The Electronic Information Exchange System (EIES, pronounced eyes) was an early online conferencing bulletin board system that allowed real-time and asynchronous communication. The system was used to deliver courses, conduct conferencing sessions, and facilitate research. Funded by the National Science Foundation and developed from 1974-1978 at the New Jersey Institute of Technology (NJIT) by Murray Turoff based on his earlier EMISARI done at the now-defunct Office of Emergency Preparedness, EIES was intended to facilitate group communications that would allow groups to make decisions based on their collective intelligence rather than the lowest common denominator. Initially conceived as an experiment in computer-mediated communication. EIES remained in use for decades because its users "just wouldn't let go" of it, eventually adapting it for legislative, medical and even spiritual uses.

==Technology==
In the mid-1980s, a new version called EIES-2 was developed to research the implementation of group communications in distributed environments, versus the centralized time-sharing environment used for the first version. EIES-2 had an object database architecture using over 2 dozen classes and implementing a notion of activities, which was a standardized interface for implementing nonstandard functions such as polls or list-gathering. The activities concept was similar to what would be done in today's message board applications using plug-ins. The standard message-based functions were also implemented as activities. EIES-2 ran on Unix and was written in the programming languages C and Smalltalk. EIES-2 used the X.400 database standards. Accounts were available to the public for a monthly fee of USD $75 plus connect-time charges.

==Influence==
In his book The Virtual Community, Howard Rheingold called EIES "the lively great-great-grandmother of all virtual communities". EIES was one of the earliest instances of groupware, if not the earliest, and some users contend it is where the term was coined. The editors of the Whole Earth Software Catalog set up a private conference on EIES where they could collaborate on software reviews from around the US. Along with serious research, there were diversions like the "EIES Soap Opera", which was a series of stories written collaboratively by the service's users. The first soap opera was initiated in 1980 by Martin Nisenholtz. Working groups from different corporations used EIES to collaborate, some working exclusively from home. EIES gave an early glimpse of the challenges of work–life balance and pointed the way toward hypertext and gamification.
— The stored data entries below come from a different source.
//! Wire types for the Google Geocoding and Weather APIs.
//!
//! Only the fields this service reads are modelled.

use serde::Deserialize;

#[derive(Debug, Deserialize)]
pub(super) struct GeocodeResponse {
    pub status: String,
    #[serde(default)]
    pub results: Vec<GeocodeResult>,
    #[serde(default)]
    pub error_message: Option<String>,
}

#[derive(Debug, Deserialize)]
pub(super) struct GeocodeResult {
    pub place_id: String,
    pub geometry: Geometry,
}

#[derive(Debug, Deserialize)]
pub(super) struct Geometry {
    pub location: LatLng,
}

#[derive(Debug, Deserialize)]
pub(super) struct LatLng {
    pub lat: f64,
    pub lng: f64,
}

#[derive(Debug, Deserialize)]
#[serde(rename_all = "camelCase")]
pub(super) struct CurrentConditions {
    pub temperature: Temperature,
    pub relative_humidity: i32,
    pub weather_condition: WeatherCondition,
}

#[derive(Debug, Deserialize)]
pub(super) struct Temperature {
    pub degrees: f64,
}

#[derive(Debug, Deserialize)]
pub(super) struct WeatherCondition {
    pub description: LocalizedText,
}

#[derive(Debug, Deserialize)]
pub(super) struct LocalizedText {
    pub text: String,
}
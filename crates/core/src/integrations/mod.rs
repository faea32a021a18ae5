//! Traits for the external collaborators: geocoder, weather provider, and
//! mail transport.

mod error;
mod traits;

pub use error::{Result, UpstreamError};
pub use traits::{Geocoder, MailTransport, WeatherProvider};
//! Collaborator doubles and a fully wired service graph for tests.

use std::collections::HashSet;
use std::num::NonZeroUsize;
use std::sync::atomic::{AtomicBool, AtomicUsize, Ordering};
use std::sync::{Arc, Mutex};
use std::time::Duration as StdDuration;

use async_trait::async_trait;
use chrono::Utc;

use skymail_core::integrations::{
    Geocoder, MailTransport, Result as UpstreamResult, UpstreamError, WeatherProvider,
};
use skymail_core::storage::Resolver;
use skymail_core::subscription::{City, Coordinates, MailMessage, WeatherSnapshot};

use super::{NotificationDispatcher, SubscriptionOrchestrator, TokenLifecycle, WeatherService};
use crate::storage::testing::CountingResolver;
use crate::storage::CachedStore;
use crate::templates::EmailTemplates;

/// Geocoder that resolves every name except those in `unknown`.
#[derive(Default)]
pub struct MockGeocoder {
    pub calls: AtomicUsize,
    pub unknown: Mutex<HashSet<String>>,
}

impl MockGeocoder {
    pub fn calls(&self) -> usize {
        self.calls.load(Ordering::SeqCst)
    }

    pub fn forget(&self, name: &str) {
        self.unknown.lock().unwrap().insert(name.to_string());
    }
}

#[async_trait]
impl Geocoder for MockGeocoder {
    async fn resolve_city(&self, name: &str) -> UpstreamResult<City> {
        self.calls.fetch_add(1, Ordering::SeqCst);
        if self.unknown.lock().unwrap().contains(name) {
            return Err(UpstreamError::NoMatch(name.to_string()));
        }
        Ok(City::new(
            name,
            Coordinates {
                latitude: 48.8566,
                longitude: 2.3522,
            },
            format!("place-{name}"),
        ))
    }
}

/// Weather provider that reports the same conditions, observed now.
#[derive(Default)]
pub struct MockWeatherProvider {
    pub calls: AtomicUsize,
    pub fail: AtomicBool,
}

impl MockWeatherProvider {
    pub fn calls(&self) -> usize {
        self.calls.load(Ordering::SeqCst)
    }
}

#[async_trait]
impl WeatherProvider for MockWeatherProvider {
    async fn current_conditions(&self, city: &City) -> UpstreamResult<WeatherSnapshot> {
        self.calls.fetch_add(1, Ordering::SeqCst);
        if self.fail.load(Ordering::SeqCst) {
            return Err(UpstreamError::Status {
                status: 503,
                body: "unavailable".to_string(),
            });
        }
        Ok(WeatherSnapshot::new(city.id, Utc::now(), 21.5, 40, "Sunny"))
    }
}

/// Mail transport that records messages and tracks peak concurrency.
#[derive(Default)]
pub struct MockMailer {
    pub sent: Mutex<Vec<MailMessage>>,
    pub failing_recipients: Mutex<HashSet<String>>,
    pub fail_all: AtomicBool,
    in_flight: AtomicUsize,
    pub peak_in_flight: AtomicUsize,
}

impl MockMailer {
    pub fn sent(&self) -> Vec<MailMessage> {
        self.sent.lock().unwrap().clone()
    }

    pub fn sent_to(&self, recipient: &str) -> Vec<MailMessage> {
        self.sent()
            .into_iter()
            .filter(|m| m.to.iter().any(|to| to == recipient))
            .collect()
    }

    pub fn fail_for(&self, recipient: &str) {
        self.failing_recipients
            .lock()
            .unwrap()
            .insert(recipient.to_string());
    }
}

#[async_trait]
impl MailTransport for MockMailer {
    async fn send(&self, message: &MailMessage) -> UpstreamResult<()> {
        let now = self.in_flight.fetch_add(1, Ordering::SeqCst) + 1;
        self.peak_in_flight.fetch_max(now, Ordering::SeqCst);
        tokio::time::sleep(StdDuration::from_millis(5)).await;
        self.in_flight.fetch_sub(1, Ordering::SeqCst);

        let rejected = self.fail_all.load(Ordering::SeqCst)
            || message
                .to
                .iter()
                .any(|to| self.failing_recipients.lock().unwrap().contains(to));
        if rejected {
            return Err(UpstreamError::Mail("mailbox unavailable".to_string()));
        }

        self.sent.lock().unwrap().push(message.clone());
        Ok(())
    }
}

pub const FRONTEND_URL: &str = "https://weather.example.com";

/// Every service wired over a cached [`CountingResolver`].
pub struct Harness {
    pub backing: Arc<CountingResolver>,
    pub store: Arc<dyn Resolver>,
    pub geocoder: Arc<MockGeocoder>,
    pub provider: Arc<MockWeatherProvider>,
    pub mailer: Arc<MockMailer>,
    pub tokens: Arc<TokenLifecycle>,
    pub weather: Arc<WeatherService>,
    pub orchestrator: SubscriptionOrchestrator,
    pub dispatcher: NotificationDispatcher,
}

impl Harness {
    pub fn new() -> Self {
        Self::with_concurrency(4)
    }

    pub fn with_concurrency(concurrency: usize) -> Self {
        let backing = Arc::new(CountingResolver::new());
        let store: Arc<dyn Resolver> = Arc::new(CachedStore::new(
            backing.clone(),
            NonZeroUsize::new(256).unwrap(),
        ));
        let geocoder = Arc::new(MockGeocoder::default());
        let provider = Arc::new(MockWeatherProvider::default());
        let mailer = Arc::new(MockMailer::default());
        let templates = Arc::new(EmailTemplates::new(FRONTEND_URL).unwrap());

        let tokens = Arc::new(TokenLifecycle::new(store.clone()));
        let weather = Arc::new(WeatherService::new(
            store.clone(),
            geocoder.clone(),
            provider.clone(),
        ));
        let orchestrator = SubscriptionOrchestrator::new(
            store.clone(),
            weather.clone(),
            tokens.clone(),
            mailer.clone(),
            templates.clone(),
        );
        let dispatcher = NotificationDispatcher::new(
            store.clone(),
            weather.clone(),
            mailer.clone(),
            templates,
            concurrency,
        );

        Self {
            backing,
            store,
            geocoder,
            provider,
            mailer,
            tokens,
            weather,
            orchestrator,
            dispatcher,
        }
    }
}
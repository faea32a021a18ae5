//! Subscribe, confirm, and unsubscribe flows.

use std::sync::Arc;

use skymail_core::integrations::MailTransport;
use skymail_core::storage::{RepositoryError, Resolver};
use skymail_core::subscription::{ServiceError, SubscribeRequest, Subscription, User};

use super::{TokenLifecycle, WeatherService};
use crate::templates::EmailTemplates;

/// Drives a user from subscribe request to active subscription and back out.
pub struct SubscriptionOrchestrator {
    store: Arc<dyn Resolver>,
    weather: Arc<WeatherService>,
    tokens: Arc<TokenLifecycle>,
    mailer: Arc<dyn MailTransport>,
    templates: Arc<EmailTemplates>,
}

impl SubscriptionOrchestrator {
    pub fn new(
        store: Arc<dyn Resolver>,
        weather: Arc<WeatherService>,
        tokens: Arc<TokenLifecycle>,
        mailer: Arc<dyn MailTransport>,
        templates: Arc<EmailTemplates>,
    ) -> Self {
        Self {
            store,
            weather,
            tokens,
            mailer,
            templates,
        }
    }

    /// Registers the email against the requested city and sends it a
    /// confirm code.
    ///
    /// The request is expected to be normalized already. No subscription
    /// exists until the confirm code is redeemed.
    ///
    /// # Errors
    ///
    /// Fails with [`ServiceError::AlreadyExists`] if the email is taken,
    /// before anything is written.
    pub async fn invite_user(&self, request: &SubscribeRequest) -> Result<User, ServiceError> {
        let city = self.weather.resolve_city(&request.city).await?;

        if self.store.get_user_by_email(&request.email).await?.is_some() {
            return Err(ServiceError::AlreadyExists(request.email.clone()));
        }

        let user = User::new(&request.email, city.id);
        match self.store.save_user(&user).await {
            Ok(()) => {}
            Err(RepositoryError::AlreadyExists { .. }) => {
                return Err(ServiceError::AlreadyExists(request.email.clone()));
            }
            Err(err) => return Err(err.into()),
        }

        let confirm = self.tokens.issue_confirm(user.id, request.cadence).await?;
        self.tokens.issue_cancel(user.id).await?;

        let message =
            self.templates
                .verification_email(&user.email, &city, request.cadence, &confirm)?;
        self.mailer.send(&message).await?;

        tracing::info!(
            user_id = %user.id,
            city = %city.name,
            cadence = %request.cadence,
            "Verification email sent"
        );
        Ok(user)
    }

    /// Redeems a confirm code into an active subscription.
    pub async fn confirm(&self, value: &str) -> Result<Subscription, ServiceError> {
        Ok(self.tokens.redeem_confirm(value).await?)
    }

    /// Redeems a cancel code, removing the user and all they own.
    pub async fn cancel(&self, value: &str) -> Result<(), ServiceError> {
        Ok(self.tokens.redeem_cancel(value).await?)
    }
}
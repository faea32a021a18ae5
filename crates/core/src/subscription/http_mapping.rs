//! Pure functions for mapping service errors to HTTP status codes.

use super::ServiceError;

/// Maps a [`ServiceError`] to an HTTP status code.
///
/// - `AlreadyExists` -> 409 (Conflict)
/// - `InvalidToken` -> 404 (Not Found)
/// - `NotFound` -> 404 (Not Found)
/// - everything else -> 400 (Bad Request)
///
/// # Examples
///
/// ```
/// use skymail_core::subscription::{service_error_to_status_code, ServiceError};
///
/// assert_eq!(service_error_to_status_code(&ServiceError::InvalidToken), 404);
/// ```
pub fn service_error_to_status_code(error: &ServiceError) -> u16 {
    match error {
        ServiceError::AlreadyExists(_) => 409,
        ServiceError::InvalidToken | ServiceError::NotFound(_) => 404,
        ServiceError::Upstream(_)
        | ServiceError::Store(_)
        | ServiceError::TokenGeneration(_)
        | ServiceError::Render(_) => 400,
    }
}
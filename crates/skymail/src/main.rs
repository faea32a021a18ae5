mod app;
mod config;
mod handlers;
mod integrations;
mod scheduler;
mod services;
mod state;
mod storage;
mod templates;

use anyhow::Result;
use clap::Parser;
use tokio::{net::TcpListener, signal};
use tracing_subscriber::{layer::SubscriberExt, util::SubscriberInitExt};

use crate::{app::create_app, config::Config, state::AppState};

/// Skymail - Weather reports delivered by email
#[derive(Parser, Debug)]
#[command(name = "skymail")]
#[command(version, about, long_about = None)]
struct Cli {
    /// Host address to bind the server to
    #[arg(long, short = 'H', default_value = "0.0.0.0", env = "HOST")]
    host: String,

    /// Port to listen on
    #[arg(long, short, default_value = "3000", env = "PORT")]
    port: u16,

    /// Serve HTTP only, without the hourly and daily dispatch tasks
    #[arg(long, env = "NO_SCHEDULER")]
    no_scheduler: bool,
}

#[tokio::main]
async fn main() -> Result<()> {
    let cli = Cli::parse();

    tracing_subscriber::registry()
        .with(
            tracing_subscriber::EnvFilter::try_from_default_env()
                .unwrap_or_else(|_| "skymail=debug,tower_http=debug".into()),
        )
        .with(tracing_subscriber::fmt::layer())
        .init();

    let config = Config::from_env();
    let state = AppState::new(&config).await?;

    let tasks = if cli.no_scheduler {
        tracing::info!("Dispatch scheduler disabled");
        Vec::new()
    } else {
        scheduler::spawn(
            state.dispatcher.clone(),
            config.daily_dispatch_hour,
            &state.shutdown_tx,
        )
    };

    let app = create_app(state.clone());

    let addr = format!("{}:{}", cli.host, cli.port);
    let listener = TcpListener::bind(&addr).await?;
    tracing::info!("listening on {}", listener.local_addr()?);

    axum::serve(listener, app)
        .with_graceful_shutdown(shutdown_signal(state))
        .await?;

    for task in tasks {
        if let Err(err) = task.await {
            tracing::error!(error = %err, "Dispatch task did not stop cleanly");
        }
    }

    tracing::info!("Server stopped");
    Ok(())
}

/// Wait for shutdown signals (Ctrl+C or SIGTERM) and stop background tasks.
async fn shutdown_signal(state: AppState) {
    let ctrl_c = async {
        if let Err(err) = signal::ctrl_c().await {
            tracing::error!(error = %err, "Failed to listen for Ctrl+C");
            std::future::pending::<()>().await;
        }
    };

    #[cfg(unix)]
    let terminate = async {
        match signal::unix::signal(signal::unix::SignalKind::terminate()) {
            Ok(mut sigterm) => {
                sigterm.recv().await;
            }
            Err(err) => {
                tracing::error!(error = %err, "Failed to install SIGTERM handler");
                std::future::pending::<()>().await;
            }
        }
    };

    #[cfg(not(unix))]
    let terminate = std::future::pending::<()>();

    tokio::select! {
        _ = ctrl_c => {
            tracing::info!("Received Ctrl+C, shutting down...");
        }
        _ = terminate => {
            tracing::info!("Received SIGTERM, shutting down...");
        }
    }

    state.signal_shutdown();
}
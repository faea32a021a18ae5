//! Mutex-guarded LRU index.

use std::borrow::Borrow;
use std::hash::Hash;
use std::num::NonZeroUsize;
use std::sync::{Mutex, MutexGuard, PoisonError};

use lru::LruCache;

/// One cache index: an LRU map behind its own lock.
///
/// Every method takes and releases the lock internally, so a guard never
/// outlives the call and cannot be held across an `.await`.
pub(super) struct Index<K: Hash + Eq + Clone, V: Clone> {
    entries: Mutex<LruCache<K, V>>,
}

impl<K: Hash + Eq + Clone, V: Clone> Index<K, V> {
    pub(super) fn new(capacity: NonZeroUsize) -> Self {
        Self {
            entries: Mutex::new(LruCache::new(capacity)),
        }
    }

    /// Locks the index. A poisoned lock is recovered: the index only holds
    /// copies of stored rows and is safe to keep using.
    pub(super) fn lock(&self) -> MutexGuard<'_, LruCache<K, V>> {
        self.entries.lock().unwrap_or_else(PoisonError::into_inner)
    }

    pub(super) fn get<Q>(&self, key: &Q) -> Option<V>
    where
        K: Borrow<Q>,
        Q: Hash + Eq + ?Sized,
    {
        self.lock().get(key).cloned()
    }

    pub(super) fn put(&self, key: K, value: V) {
        self.lock().put(key, value);
    }

    pub(super) fn pop<Q>(&self, key: &Q) -> Option<V>
    where
        K: Borrow<Q>,
        Q: Hash + Eq + ?Sized,
    {
        self.lock().pop(key)
    }

    /// Removes every entry whose value matches `predicate`.
    pub(super) fn pop_where(&self, predicate: impl Fn(&V) -> bool) -> usize {
        let mut entries = self.lock();
        let doomed: Vec<K> = entries
            .iter()
            .filter(|(_, v)| predicate(v))
            .map(|(k, _)| k)
            .cloned()
            .collect();
        for key in &doomed {
            entries.pop(key);
        }
        doomed.len()
    }

    #[cfg(test)]
    pub(super) fn len(&self) -> usize {
        self.lock().len()
    }
}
Notable users included Alvin Toffler, Peter & Trudy Johnson-Lenz, Barry Wellman, and Whole Earth editor-in-chief Stewart Brand, who was influenced by EIES to develop The WELL. At its peak EIES had more than 2000 subscribers from various government agencies, large corporations and educational institutions. The Western Behavioral Sciences Institute ran a private conference called the School of Management and Strategic Studies, of which Harlan Cleveland was a member, and starting in 1985, Connected Education offered the first completely online masters degree on the "Connect Ed campus" that they created on EIES, including a cafe, bookstore, and library with the MA in Media Studies granted by The New School in New York City. As a legacy system lacking support for multimedia or file attachments, EIES was shut down in 2000, despite NJIT's inability to locate a replacement with equivalent performance. At the time of its shutdown, EIES-2 held 6 GB of stored data, and could serve 1,000 concurrent users with an average response time of under 15 seconds.